Background:

Among patients with advanced lung cancer, 30-40% have bone metastases (BoM) at first diagnosis. However, the clinical characteristics and prognostic factors of BoM in patients with NSCLC harboring EGFR mutations are rarely reported. The aim of this study was not only to identify the clinical feature of NSCLC patients harboring EGFR mutations.

Methods:

This study enrolled patients with stage IV EGFR-mutant NSCLC treated with first-line EGFR-TKIs between January 2014 and December 2020. We divided patients into two groups: patients who had or not had BoM at initial diagnosis.

Results:

A total of 247 patients were enrolled in the final analysis. Progression-free survival (PFS) (12.6 vs 10.5 months, p = 0.002) and overall survival (OS) (49.7 vs 30.9 months, p = 0.002) in patients with initial BoM were shorter than those without BoM at initial diagnosis. The location of metastatic sites exhibited difference between these two groups and the number of extra thoracic metastasis was higher in BoM group. (p < 0.001).
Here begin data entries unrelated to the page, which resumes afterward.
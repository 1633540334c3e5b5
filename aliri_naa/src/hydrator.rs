//! Persisting freshly acquired tokens

use crate::{
    account::AccountEntity, error::AuthError, request::ValidRequest,
    result::AuthenticationResult, storage::AuthStorage,
};

/// Writes a result's account and tokens to storage
///
/// Tokens are written first, so a rejected write leaves both the tokens and
/// the account records as they were. Hydrating the same result twice leaves
/// storage as a single hydration would.
pub async fn hydrate_cache(
    storage: &dyn AuthStorage,
    result: &AuthenticationResult,
    request: &ValidRequest,
) -> Result<(), AuthError> {
    storage.hydrate_cache(result, request).await?;

    let entity = AccountEntity::from_account_info(
        result.account(),
        result.cloud_graph_host_name(),
        result.ms_graph_host(),
    );
    storage.set_account(entity);

    tracing::trace!(
        correlation_id = %request.correlation_id(),
        home_account_id = %result.account().home_account_id,
        "cache hydrated"
    );

    Ok(())
}

#[cfg(test)]
mod tests {
    use super::*;
    use crate::{
        account::AccountFilter,
        request::{AuthRequest, TokenRequest},
        storage::InMemoryStorage,
        test_util::{self, FailingStorage, SequentialGuids},
        ClientId,
    };

    fn request() -> ValidRequest {
        TokenRequest::SsoSilent(AuthRequest::new("User.Read".parse().unwrap()))
            .into_valid(&SequentialGuids::default())
    }

    #[tokio::test]
    async fn account_and_tokens_are_stored() {
        let storage = InMemoryStorage::new(ClientId::from_static("client"));
        let account = test_util::account("a");
        let result = test_util::bridge_result(&account, "User.Read", 5_000);

        hydrate_cache(&storage, &result, &request()).await.unwrap();

        let stored = storage.get_all_accounts(&AccountFilter::default());
        assert_eq!(stored.len(), 1);
        assert_eq!(stored[0].home_account_id, account.home_account_id);
        assert_eq!(storage.access_tokens_for(&account).len(), 1);
    }

    #[tokio::test]
    async fn rejected_token_write_stores_no_account() {
        let storage = FailingStorage::default();
        let account = test_util::account("a");
        let result = test_util::bridge_result(&account, "User.Read", 5_000);

        let err = hydrate_cache(&storage, &result, &request()).await.unwrap_err();

        assert!(matches!(err, AuthError::Storage(_)));
        assert!(storage.get_all_accounts(&AccountFilter::default()).is_empty());
    }
}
However, the incidence of T790M was higher in patients with BoM than those without BoM. (47.4% VS 33.9%, p = 0.042) Multivariate Cox regression analysis revealed sequential osimertinib treatment and the addition of anti-angiogenesis and denosumab therapy to patients with BoM improved OS.

Conclusion:

BoM was identified as an inferior prognostic factor for NSCLC patients with EGFR mutation, which may be due to extra thoracic metastasis. However, adding an anti-angiogenesis drug and denosumab to patients with BoM and sequential osimertinib treatment can provide survival benefits.